「KANO1931海の向こうの甲子園」

1931年(昭和6年)甲子園の高校野球大会(当時は中等学校野球大会)に台湾代表として出場し準優勝を果たした嘉義農林学校野球部の実話をもとにした作品。
野球部員たちの表情がよい。戦前の中等学校生の雰囲気が漂っている感じがした。かねてより日本の若い役者が戦前はもとより戦後しばらくの頃の雰囲気を表情から醸し出すのはむつかしくなっていると感じていたから余計その表情に惹かれた。部員たちは全員が野球経験者で、かれらの表情にはそこのところも作用していただろう。

お気楽に野球をたのしみ、一勝もしたことのない嘉義農林学校野球部にかつて本土で野球を指導しながら一度は挫折した近藤兵太郎(永瀬正敏)が監督に就く。礼儀指導そして厳しい練習、目標は甲子園出場だ。やがて半信半疑だった部員たちが呪文のように「甲子園」「甲子園」と口にするようになる。地域の人たちの視線にもだんだんと力と熱が加わる。

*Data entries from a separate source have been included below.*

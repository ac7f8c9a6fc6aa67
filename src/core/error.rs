//! Errors which abort the simulation setup.
//!
//! Failures which happen during the run (no bid found, lost race at commit) are not errors,
//! they are recorded by the monitoring instead.

use thiserror::Error;

#[derive(Error, Debug, Clone, PartialEq)]
pub enum ConfigurationError {
    #[error("node name {0:?} is used more than once in the topology")]
    DuplicateNodeName(String),

    #[error("node {0:?} is not present in the topology")]
    UnknownNode(String),

    #[error("node {name:?} must have strictly positive capacity, got core={core}, mem={mem}")]
    NonPositiveCapacity { name: String, core: f64, mem: f64 },

    #[error("link to node {name:?} has invalid characteristics: {reason}")]
    InvalidLink { name: String, reason: String },

    #[error("node {0:?} is unreachable from the rest of the topology")]
    UnreachableNode(String),

    #[error("unknown placement strategy {0:?}")]
    UnknownPlacementStrategy(String),

    #[error("invalid pricing configuration: {0}")]
    InvalidPricing(String),

    #[error("invalid workload: {0}")]
    InvalidWorkload(String),
}
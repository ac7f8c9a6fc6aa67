use dslab_fog_market::core::error::ConfigurationError;
use dslab_fog_market::core::sla::Sla;
use dslab_fog_market::test_util::helpers::{make_simulation, market_and_edge_topology};
use dslab_fog_market::trace::generic::GenericWorkloadTrace;
use dslab_fog_market::trace::interface::Trace;

#[test]
fn test_deserialize_empty_trace() {
    let trace_yaml = r#"
    events: []
    "#;

    let deserialized: GenericWorkloadTrace = serde_yaml::from_str(&trace_yaml).unwrap();
    assert_eq!(GenericWorkloadTrace { events: vec![] }, deserialized);
}

#[test]
fn test_trace_arrivals_mix_timestamps_and_sleeps() {
    let trace_yaml = r#"
    events:
    - timestamp: 100
      function: {target_node: edge, mem: 128, cpu: 500, latency: 15, duration: 1000}
    - sleep_before: 50
      function: {target_node: market, mem: 64, cpu: 250, latency: 40, duration: 200}
    - function: {target_node: edge, mem: 32, cpu: 100, latency: 5, duration: 10}
    - timestamp: 20
      function: {target_node: market, mem: 16, cpu: 1000, latency: 1, duration: 1}
    "#;

    let mut trace: GenericWorkloadTrace = serde_yaml::from_str(&trace_yaml).unwrap();
    let events = trace.convert_to_simulator_events().unwrap();
    assert!(trace.events.is_empty());

    let arrivals: Vec<f64> = events.iter().map(|(arrival, _)| *arrival).collect();
    assert_eq!(arrivals, vec![20.0, 100.0, 150.0, 150.0]);
    assert_eq!(events[0].1.sla, Sla::new(16.0, 1.0, 1.0, 1.0));
    assert_eq!(events[2].1.target_node, "market");
    assert_eq!(events[3].1.target_node, "edge");
    assert_eq!(events[1].1.sla.core, 0.5);
}

#[test]
fn test_trace_rejects_ambiguous_or_negative_arrivals() {
    let both = r#"
    events:
    - timestamp: 100
      sleep_before: 10
      function: {target_node: edge, mem: 128, cpu: 500, latency: 15, duration: 1000}
    "#;
    let mut trace: GenericWorkloadTrace = serde_yaml::from_str(both).unwrap();
    assert!(matches!(
        trace.convert_to_simulator_events(),
        Err(ConfigurationError::InvalidWorkload(_))
    ));

    let negative = r#"
    events:
    - sleep_before: -10
      function: {target_node: edge, mem: 128, cpu: 500, latency: 15, duration: 1000}
    "#;
    let mut trace: GenericWorkloadTrace = serde_yaml::from_str(negative).unwrap();
    assert!(matches!(
        trace.convert_to_simulator_events(),
        Err(ConfigurationError::InvalidWorkload(_))
    ));

    let bad_resources = r#"
    events:
    - timestamp: 0
      function: {target_node: edge, mem: -1, cpu: 500, latency: 15, duration: 1000}
    "#;
    let mut trace: GenericWorkloadTrace = serde_yaml::from_str(bad_resources).unwrap();
    assert!(trace.convert_to_simulator_events().is_err());
}

#[test]
fn test_trace_with_unknown_node_submits_nothing() {
    let trace_yaml = r#"
    events:
    - timestamp: 0
      function: {target_node: edge, mem: 128, cpu: 500, latency: 15, duration: 1000}
    - timestamp: 10
      function: {target_node: fog_42, mem: 128, cpu: 500, latency: 15, duration: 1000}
    "#;
    let mut trace: GenericWorkloadTrace = serde_yaml::from_str(&trace_yaml).unwrap();
    let mut sim = make_simulation("auction", None, &market_and_edge_topology());

    assert_eq!(
        sim.initialize(&mut trace),
        Err(ConfigurationError::UnknownNode("fog_42".to_string()))
    );
    assert_eq!(sim.submitted_functions, 0);
    assert!(!sim.step());
}

#[test]
fn test_trace_functions_arrive_at_their_timestamps() {
    let trace_yaml = r#"
    events:
    - timestamp: 250
      function: {target_node: edge, mem: 128, cpu: 500, latency: 15, duration: 1000}
    "#;
    let mut trace: GenericWorkloadTrace = serde_yaml::from_str(&trace_yaml).unwrap();
    let mut sim = make_simulation("edge_ward", None, &market_and_edge_topology());
    sim.initialize(&mut trace).unwrap();

    sim.step();
    assert_eq!(sim.current_time(), 250.0);
    // edge_ward keeps the function on its entry node, commit is immediate
    sim.step();
    let monitoring = sim.monitoring.borrow();
    let record = &monitoring.earnings["edge"][0];
    assert_eq!(record.start_time, 250.0);
    assert_eq!(record.end_time, 1250.0);
}
//! Events exchanged between the client, the marketplace and fog node components.

use serde::Serialize;

use crate::core::common::{FunctionId, NodeId};
use crate::core::sla::Sla;

/// Event from client to marketplace: a function placement request entering the topology at
/// `entry_node`.
#[derive(Serialize, Clone)]
pub struct SubmitFunction {
    pub function_id: FunctionId,
    pub entry_node: NodeId,
    pub sla: Sla,
}

/// Bid request reaching the next node of its route, after the latency of the crossed edge.
/// `hop` indexes the route state kept by the marketplace for this function.
#[derive(Serialize, Clone)]
pub struct BidRequestArrival {
    pub function_id: FunctionId,
    pub hop: usize,
}

/// Event from marketplace to the winner of the auction, sent as soon as the bids are collected.
#[derive(Serialize, Clone)]
pub struct ProvisionRequest {
    pub function_id: FunctionId,
    pub sla: Sla,
    /// Price charged by the auction.
    pub price: f64,
    pub accumulated_latency: f64,
}

/// Event from fog node component to itself when the SLA duration of a function is over.
#[derive(Serialize, Clone)]
pub struct ReleaseResources {
    pub function_id: FunctionId,
}
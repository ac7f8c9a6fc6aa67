//! Synthetic workload generator.

use rand::prelude::*;
use rand_distr::{Exp, LogNormal, Normal};
use rand_pcg::Pcg64;
use serde::Deserialize;

use crate::core::error::ConfigurationError;
use crate::trace::generic::{FunctionSpec, GenericWorkloadTrace, WorkloadEvent};

#[derive(Debug, Default, Clone, Copy, Deserialize, PartialEq)]
pub enum ArrivalProcess {
    /// Arrivals drawn uniformly over the experiment duration.
    #[default]
    Uniform,
    /// Exponential inter-arrival times with the mean spreading all arrivals over the experiment
    /// duration.
    Poisson,
}

#[derive(Debug, Clone, Deserialize, PartialEq)]
pub struct NormalParams {
    pub mean: f64,
    pub std_dev: f64,
}

#[derive(Debug, Clone, Deserialize, PartialEq)]
pub struct LogNormalParams {
    pub mu: f64,
    pub sigma: f64,
}

fn default_latency() -> NormalParams {
    NormalParams {
        mean: 70.0,
        std_dev: 30.0,
    }
}

fn default_duration() -> LogNormalParams {
    LogNormalParams {
        mu: -0.38,
        sigma: 2.36,
    }
}

#[derive(Debug, Clone, Deserialize, PartialEq)]
pub struct WorkloadGeneratorConfig {
    /// Entry nodes of generated functions. All leaves of the topology when not set.
    #[serde(default)]
    pub target_nodes: Option<Vec<String>>,
    pub functions_per_node: usize,
    pub experiment_duration: f64, // in milliseconds
    #[serde(default)]
    pub arrivals: ArrivalProcess,
    pub mem: f64, // in MiB
    pub cpu: f64, // in millicpu
    /// Latency bound in ms: `max(1, ceil(Normal(mean, std_dev)))`.
    #[serde(default = "default_latency")]
    pub latency: NormalParams,
    /// Duration in ms: `ceil(1000 * LogNormal(mu, sigma))`.
    #[serde(default = "default_duration")]
    pub duration: LogNormalParams,
}

/// Generates a trace with `functions_per_node` functions for every target node.
pub fn generate_workload_trace(
    config: &WorkloadGeneratorConfig,
    target_nodes: &[String],
    seed: u64,
) -> Result<GenericWorkloadTrace, ConfigurationError> {
    let invalid = |e: String| ConfigurationError::InvalidWorkload(format!("generator: {}", e));
    let latency_distribution = Normal::new(config.latency.mean, config.latency.std_dev)
        .map_err(|e| invalid(e.to_string()))?;
    let duration_distribution = LogNormal::new(config.duration.mu, config.duration.sigma)
        .map_err(|e| invalid(e.to_string()))?;
    if !config.experiment_duration.is_finite() || config.experiment_duration < 0.0 {
        return Err(invalid(format!(
            "experiment_duration {}",
            config.experiment_duration
        )));
    }
    if config.mem < 0.0 || config.cpu < 0.0 {
        return Err(invalid("mem and cpu must be non-negative".to_string()));
    }

    let mut gen = Pcg64::seed_from_u64(seed);
    let mut arrivals: Vec<(f64, FunctionSpec)> = vec![];
    for target_node in target_nodes {
        let times = match config.arrivals {
            ArrivalProcess::Uniform => (0..config.functions_per_node)
                .map(|_| gen.gen_range(0.0..=config.experiment_duration))
                .collect::<Vec<f64>>(),
            ArrivalProcess::Poisson => {
                poisson_arrivals(&mut gen, config.functions_per_node, config.experiment_duration)
            }
        };
        for time in times {
            let latency = latency_distribution.sample(&mut gen).ceil().max(1.0);
            let duration = (1000.0 * duration_distribution.sample(&mut gen)).ceil();
            arrivals.push((
                time,
                FunctionSpec {
                    target_node: target_node.clone(),
                    mem: config.mem,
                    cpu: config.cpu,
                    latency,
                    duration,
                },
            ));
        }
    }
    arrivals.sort_by(|a, b| a.0.total_cmp(&b.0));

    Ok(GenericWorkloadTrace {
        events: arrivals
            .into_iter()
            .map(|(time, function)| WorkloadEvent {
                timestamp: Some(time),
                sleep_before: None,
                function,
            })
            .collect(),
    })
}

fn poisson_arrivals(gen: &mut Pcg64, count: usize, duration: f64) -> Vec<f64> {
    if count == 0 || duration == 0.0 {
        return vec![0.0; count];
    }
    let Ok(interval) = Exp::new(count as f64 / duration) else {
        return vec![0.0; count];
    };
    let mut time = 0.0;
    (0..count)
        .map(|_| {
            time += interval.sample(gen);
            time
        })
        .collect()
}

#[cfg(test)]
mod tests {
    use crate::trace::generator::{generate_workload_trace, ArrivalProcess, WorkloadGeneratorConfig};
    use crate::trace::interface::Trace;

    fn config(arrivals: ArrivalProcess) -> WorkloadGeneratorConfig {
        serde_yaml::from_str::<WorkloadGeneratorConfig>(&format!(
            r#"
            functions_per_node: 50
            experiment_duration: 60000
            arrivals: {:?}
            mem: 100
            cpu: 150
            "#,
            arrivals
        ))
        .unwrap()
    }

    #[test]
    fn test_generated_trace_is_ordered_and_bounded() {
        let nodes = vec!["edge_0".to_string(), "edge_1".to_string()];
        let mut trace =
            generate_workload_trace(&config(ArrivalProcess::Uniform), &nodes, 42).unwrap();
        assert_eq!(trace.events.len(), 100);

        let requests = trace.convert_to_simulator_events().unwrap();
        assert!(requests.windows(2).all(|w| w[0].0 <= w[1].0));
        for (time, request) in requests {
            assert!((0.0..=60000.0).contains(&time));
            assert!(request.sla.latency >= 1.0);
            assert_eq!(request.sla.latency, request.sla.latency.ceil());
            assert_eq!(request.sla.core, 0.15);
            assert!(nodes.contains(&request.target_node));
        }
    }

    #[test]
    fn test_generation_is_reproducible() {
        let nodes = vec!["edge".to_string()];
        let config = config(ArrivalProcess::Poisson);
        assert_eq!(
            generate_workload_trace(&config, &nodes, 7).unwrap(),
            generate_workload_trace(&config, &nodes, 7).unwrap()
        );
        assert_ne!(
            generate_workload_trace(&config, &nodes, 7).unwrap(),
            generate_workload_trace(&config, &nodes, 8).unwrap()
        );
    }
}
// Interface for any workload trace which serves as input to the simulator.

use crate::core::error::ConfigurationError;
use crate::core::sla::Sla;

/// Function placement request as read from a trace, before it gets an id and its target node is
/// resolved in the topology.
#[derive(Debug, Clone, PartialEq)]
pub struct FunctionRequest {
    pub target_node: String,
    pub sla: Sla,
}

// Any trace format acceptable by simulator.
pub trait Trace {
    // Converts trace events to requests paired with their arrival time in ms, ordered by arrival.
    // Requests with equal arrival time keep the trace order.
    fn convert_to_simulator_events(
        &mut self,
    ) -> Result<Vec<(f64, FunctionRequest)>, ConfigurationError>;
}
//! Represents generic format for the workload trace that is simplified and convenient.

use std::mem::swap;

use serde::{Deserialize, Serialize};

use crate::core::error::ConfigurationError;
use crate::core::sla::Sla;
use crate::trace::interface::{FunctionRequest, Trace};

#[derive(Debug, Default, Clone, Deserialize, Serialize, PartialEq)]
pub struct GenericWorkloadTrace {
    pub events: Vec<WorkloadEvent>,
}

/// Arrival is either absolute (`timestamp`) or relative to the previous event (`sleep_before`).
/// An event with neither arrives together with the previous one.
#[derive(Debug, Clone, Deserialize, Serialize, PartialEq)]
pub struct WorkloadEvent {
    #[serde(default, skip_serializing_if = "Option::is_none")]
    pub timestamp: Option<f64>, // in milliseconds
    #[serde(default, skip_serializing_if = "Option::is_none")]
    pub sleep_before: Option<f64>, // in milliseconds
    pub function: FunctionSpec,
}

#[derive(Debug, Clone, Deserialize, Serialize, PartialEq)]
pub struct FunctionSpec {
    pub target_node: String,
    pub mem: f64, // in MiB
    pub cpu: f64, // in millicpu
    pub latency: f64,
    pub duration: f64,
}

impl FunctionSpec {
    fn to_sla(&self) -> Result<Sla, ConfigurationError> {
        for (field, value) in [
            ("mem", self.mem),
            ("cpu", self.cpu),
            ("latency", self.latency),
            ("duration", self.duration),
        ] {
            if !value.is_finite() || value < 0.0 {
                return Err(ConfigurationError::InvalidWorkload(format!(
                    "function for {:?} has invalid {}: {}",
                    self.target_node, field, value
                )));
            }
        }
        Ok(Sla::from_millicpu(
            self.mem,
            self.cpu,
            self.latency,
            self.duration,
        ))
    }
}

impl Trace for GenericWorkloadTrace {
    // Called once to convert and move events.
    fn convert_to_simulator_events(
        &mut self,
    ) -> Result<Vec<(f64, FunctionRequest)>, ConfigurationError> {
        let mut events: Vec<WorkloadEvent> = vec![];
        swap(&mut events, &mut self.events);

        let mut converted_events: Vec<(f64, FunctionRequest)> = Vec::with_capacity(events.len());
        let mut previous_arrival = 0.0;
        for event in events {
            let arrival = match (event.timestamp, event.sleep_before) {
                (Some(_), Some(_)) => {
                    return Err(ConfigurationError::InvalidWorkload(
                        "event has both timestamp and sleep_before".to_string(),
                    ))
                }
                (Some(timestamp), None) => timestamp,
                (None, Some(sleep)) if sleep >= 0.0 => previous_arrival + sleep,
                (None, Some(sleep)) => {
                    return Err(ConfigurationError::InvalidWorkload(format!(
                        "negative sleep_before {}",
                        sleep
                    )))
                }
                (None, None) => previous_arrival,
            };
            if !arrival.is_finite() || arrival < 0.0 {
                return Err(ConfigurationError::InvalidWorkload(format!(
                    "invalid arrival time {}",
                    arrival
                )));
            }
            let sla = event.function.to_sla()?;
            converted_events.push((
                arrival,
                FunctionRequest {
                    target_node: event.function.target_node,
                    sla,
                },
            ));
            previous_arrival = arrival;
        }

        // stable, so simultaneous arrivals keep the trace order
        converted_events.sort_by(|a, b| a.0.total_cmp(&b.0));
        Ok(converted_events)
    }
}
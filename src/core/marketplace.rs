//! Marketplace component runs an auction for every submitted function and sends the provisioning
//! request to the winner.
//!
//! Bid requests travel through the topology in simulated time: crossing an edge takes its
//! latency and every node bids with its state at the moment the request is there.

use std::cell::RefCell;
use std::collections::{HashMap, VecDeque};
use std::mem::take;
use std::rc::Rc;

use dslab_core::{cast, log_debug, log_info, Event, EventHandler, SimulationContext};

use crate::core::common::{FunctionId, NodeId, SimComponentId};
use crate::core::events::{BidRequestArrival, ProvisionRequest, SubmitFunction};
use crate::core::sla::{Bid, Sla};
use crate::core::topology::Topology;
use crate::metrics::collector::{FailureReason, Monitoring};
use crate::placement::interface::PlacementStrategy;

/// Request state on one node of its route.
struct Hop {
    node: NodeId,
    caller: Option<NodeId>,
    accumulated_latency: f64,
    /// Hop which forwarded the request here, None for the entry node.
    parent: Option<usize>,
    collected: Vec<Bid>,
    pending: VecDeque<(NodeId, f64)>,
}

/// Bid collection of one function.
struct BidRound {
    sla: Sla,
    hops: Vec<Hop>,
}

pub struct Marketplace {
    ctx: SimulationContext,
    topology: Rc<RefCell<Topology>>,
    /// Fog node components indexed by node id.
    node_components: Vec<SimComponentId>,
    placement_strategy: Box<dyn PlacementStrategy>,
    monitoring: Rc<RefCell<Monitoring>>,
    rounds: HashMap<FunctionId, BidRound>,
}

impl Marketplace {
    pub fn new(
        ctx: SimulationContext,
        topology: Rc<RefCell<Topology>>,
        placement_strategy: Box<dyn PlacementStrategy>,
        monitoring: Rc<RefCell<Monitoring>>,
    ) -> Self {
        Self {
            ctx,
            topology,
            node_components: vec![],
            placement_strategy,
            monitoring,
            rounds: HashMap::new(),
        }
    }

    pub fn set_node_components(&mut self, node_components: Vec<SimComponentId>) {
        self.node_components = node_components;
    }

    pub fn id(&self) -> SimComponentId {
        self.ctx.id()
    }

    pub fn placement_strategy_name(&self) -> &str {
        self.placement_strategy.name()
    }

    fn handle_submission(&mut self, function_id: FunctionId, entry_node: NodeId, sla: Sla) {
        self.monitoring.borrow_mut().record_submission();
        self.rounds.insert(
            function_id,
            BidRound {
                sla,
                hops: vec![Hop {
                    node: entry_node,
                    caller: None,
                    accumulated_latency: 0.0,
                    parent: None,
                    collected: vec![],
                    pending: VecDeque::new(),
                }],
            },
        );
        self.arrive(function_id, 0);
    }

    fn arrive(&mut self, function_id: FunctionId, hop_idx: usize) {
        let Some(round) = self.rounds.get_mut(&function_id) else {
            panic!("Bid request of unknown function {}", function_id);
        };
        let hop = &mut round.hops[hop_idx];
        let visit = self.placement_strategy.arrive(
            &self.topology.borrow(),
            hop.node,
            hop.caller,
            &round.sla,
            hop.accumulated_latency,
        );
        hop.collected = visit.bids;
        hop.pending = visit.branches.into();
        self.advance(function_id, hop_idx);
    }

    /// Forwards the request to the next pending branch of the hop, or answers the caller when
    /// there is none left.
    fn advance(&mut self, function_id: FunctionId, hop_idx: usize) {
        let Some(round) = self.rounds.get_mut(&function_id) else {
            panic!("Bid request of unknown function {}", function_id);
        };
        let hop = &mut round.hops[hop_idx];
        let next = hop.pending.pop_front().filter(|(_, arrival)| {
            self.placement_strategy.continue_after(&hop.collected, *arrival)
        });
        let Some((neighbor, arrival)) = next else {
            hop.pending.clear();
            self.answer(function_id, hop_idx);
            return;
        };

        let delay = arrival - hop.accumulated_latency;
        let caller = hop.node;
        round.hops.push(Hop {
            node: neighbor,
            caller: Some(caller),
            accumulated_latency: arrival,
            parent: Some(hop_idx),
            collected: vec![],
            pending: VecDeque::new(),
        });
        let next_hop = round.hops.len() - 1;
        self.ctx.emit_self(
            BidRequestArrival {
                function_id,
                hop: next_hop,
            },
            delay,
        );
    }

    /// Hands the bids collected on the hop back to the caller. Replies take no time.
    fn answer(&mut self, function_id: FunctionId, hop_idx: usize) {
        let Some(round) = self.rounds.get_mut(&function_id) else {
            panic!("Bid request of unknown function {}", function_id);
        };
        let hop = &mut round.hops[hop_idx];
        self.placement_strategy.depart(
            &self.topology.borrow(),
            hop.node,
            &round.sla,
            hop.accumulated_latency,
            &mut hop.collected,
        );
        let bids = take(&mut hop.collected);
        let parent = hop.parent;
        match parent {
            Some(parent) => {
                self.placement_strategy.merge(&mut round.hops[parent].collected, bids);
                self.advance(function_id, parent);
            }
            None => {
                if let Some(round) = self.rounds.remove(&function_id) {
                    self.close_auction(function_id, round.sla, bids);
                }
            }
        }
    }

    fn close_auction(&mut self, function_id: FunctionId, sla: Sla, bids: Vec<Bid>) {
        log_debug!(self.ctx, "collected {} bids for function {}", bids.len(), function_id);

        let Some(outcome) = self.placement_strategy.select_winner(bids) else {
            log_info!(self.ctx, "function {} got no bid", function_id);
            self.monitoring.borrow_mut().record_failure(
                function_id,
                self.ctx.time(),
                FailureReason::NoBid,
            );
            return;
        };

        log_debug!(
            self.ctx,
            "function {} won by {:?} at price {}",
            function_id,
            outcome.winner.bidder,
            outcome.price
        );
        self.ctx.emit(
            ProvisionRequest {
                function_id,
                sla,
                price: outcome.price,
                accumulated_latency: outcome.winner.accumulated_latency,
            },
            self.node_components[outcome.winner.node],
            0.0,
        );
    }
}

impl EventHandler for Marketplace {
    fn on(&mut self, event: Event) {
        cast!(match event.data {
            SubmitFunction {
                function_id,
                entry_node,
                sla,
            } => {
                self.handle_submission(function_id, entry_node, sla);
            }
            BidRequestArrival { function_id, hop } => {
                self.arrive(function_id, hop);
            }
        });
    }
}
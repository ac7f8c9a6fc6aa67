//! Edge-ward placement: stay on the entry node if possible, otherwise climb towards the root.

use crate::core::common::NodeId;
use crate::core::sla::Sla;
use crate::core::topology::Topology;
use crate::placement::interface::{PlacementStrategy, Visit};

pub struct EdgeWardPlacement {}

impl PlacementStrategy for EdgeWardPlacement {
    fn name(&self) -> &str {
        "edge_ward"
    }

    fn arrive(
        &self,
        topology: &Topology,
        node: NodeId,
        _caller: Option<NodeId>,
        sla: &Sla,
        accumulated_latency: f64,
    ) -> Visit {
        let fog_node = topology.node(node);
        if let Some(bid) = fog_node.bid(sla, accumulated_latency) {
            return Visit::answer(vec![bid]);
        }
        let Some(parent) = fog_node.parent else {
            return Visit::default();
        };
        let arrival = accumulated_latency + topology.latency_between(node, parent);
        if arrival > sla.latency {
            return Visit::default();
        }
        Visit::forward(vec![(parent, arrival)])
    }
}
use clap::Parser;
use file_rotate::{compression::Compression, suffix::AppendCount, ContentLimit, FileRotate};
use log::{error, info};
use std::env;
use std::rc::Rc;

use dslab_fog_market::config::SimulationConfig;
use dslab_fog_market::core::error::ConfigurationError;
use dslab_fog_market::core::topology::TopologyDescription;
use dslab_fog_market::simulation_callbacks::{
    RunUntilAllFunctionsSettledCallbacks, RunUntilDeadlineCallbacks, SimulationCallbacks,
};
use dslab_fog_market::simulator::FogMarketSimulation;
use dslab_fog_market::trace::generic::GenericWorkloadTrace;

#[derive(Parser)]
struct Args {
    #[clap(short, long)]
    config_file: std::path::PathBuf,
    #[clap(short, long)]
    topology_file: std::path::PathBuf,
    /// Synthetic workload from the config is generated when not set.
    #[clap(short, long)]
    workload_trace_file: Option<std::path::PathBuf>,
    /// Stop at this simulated time (ms) instead of waiting for every function to be released.
    #[clap(long)]
    deadline: Option<f64>,
}

fn init_logger(logs_filepath: &Option<String>) {
    // log level INFO by default
    let mut env_logger_builder = env_logger::builder();
    if env::var("RUST_LOG").is_err() {
        env_logger_builder.filter_level(log::LevelFilter::Info);
    }
    if let Some(path) = logs_filepath {
        let log = FileRotate::new(
            path,
            AppendCount::new(5),
            ContentLimit::Bytes(100 * 1024 * 1024),
            Compression::None,
            #[cfg(unix)]
            None,
        );
        env_logger_builder.target(env_logger::Target::Pipe(Box::new(log)));
    }
    env_logger_builder.init();
}

fn run(args: &Args, config: SimulationConfig) -> Result<(), ConfigurationError> {
    info!(
        "Path to topology file: {:?}",
        args.topology_file.canonicalize().unwrap()
    );
    let topology_yaml =
        std::fs::read_to_string(&args.topology_file).expect("could not read topology file");
    let topology = serde_yaml::from_str::<TopologyDescription>(&topology_yaml)
        .expect("could not parse topology file");

    let mut simulation = FogMarketSimulation::new(Rc::new(config), &topology)?;

    let mut workload_trace = match &args.workload_trace_file {
        Some(path) => {
            info!("Path to workload trace file: {:?}", path.canonicalize().unwrap());
            let workload_trace_yaml =
                std::fs::read_to_string(path).expect("could not read trace file");
            serde_yaml::from_str::<GenericWorkloadTrace>(&workload_trace_yaml)
                .expect("could not parse trace file")
        }
        None => simulation.generate_workload()?,
    };
    simulation.initialize(&mut workload_trace)?;

    let callbacks: Box<dyn SimulationCallbacks> = match args.deadline {
        Some(deadline) => Box::new(RunUntilDeadlineCallbacks::new(deadline)),
        None => Box::new(RunUntilAllFunctionsSettledCallbacks {}),
    };
    simulation.run_with_callbacks(callbacks);
    Ok(())
}

fn main() {
    let args = Args::parse();

    let config_yaml =
        std::fs::read_to_string(&args.config_file).expect("could not read config file");
    let config = serde_yaml::from_str::<SimulationConfig>(&config_yaml)
        .expect("could not parse config file");

    init_logger(&config.logs_filepath);
    info!(
        "Path to config file: {:?}",
        args.config_file.canonicalize().unwrap()
    );

    if let Err(e) = run(&args, config) {
        error!("Simulation setup failed: {}", e);
        std::process::exit(1);
    }
}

野球映画の常道といってよいストーリーだが、そこには日本支配下の台湾という特別な事情があり、チームには日本人、漢人、台湾原住民(高砂族)という出自を異にする生徒たちがいて、近藤監督はかれらをわけへだてなく、ひたむきに指導した。それは指導者としてのフェアプレイでありファインプレイだった。こうしてこの映画は野球を通した日台親善というよりも、八紘一宇大東亜共栄圏とはまったく別物の、アジアは一つというアジア主義の心情を帯びる。
不満はある。情緒過多の演出、それを煽るような音楽、「めっちゃ」という言い回しが何箇所かで口にされるが、いまの日本語に媚びたセリフと言うほかない。けれどそれを凌ぐ魅力が、粗末な台湾の球場や晴れの甲子園での野球シーンで、なかでも投手ツァオ・ヨウニンの一挙手一投足が興奮に誘う。
「KANO」のプロデューサーは日本統治時代の台湾を舞台にした恋愛物語「海角七号 君想う、国境の南」や一九三0年に起きた台湾原住民による大規模な抗日暴動である霧社事件を描いた「セデック・バレ」二部作で監督を務めたウェイ・ダーション、監督は「セデック・バレ」にも出演した俳優マー・ジーシアンで、これが初監督作品である。いずれも未見ながらDVDやブルーレイになっているのでさっそく観てみたい。先行作品と「KANO」のアジア主義的心情はどんなふうに連関しているのだろう。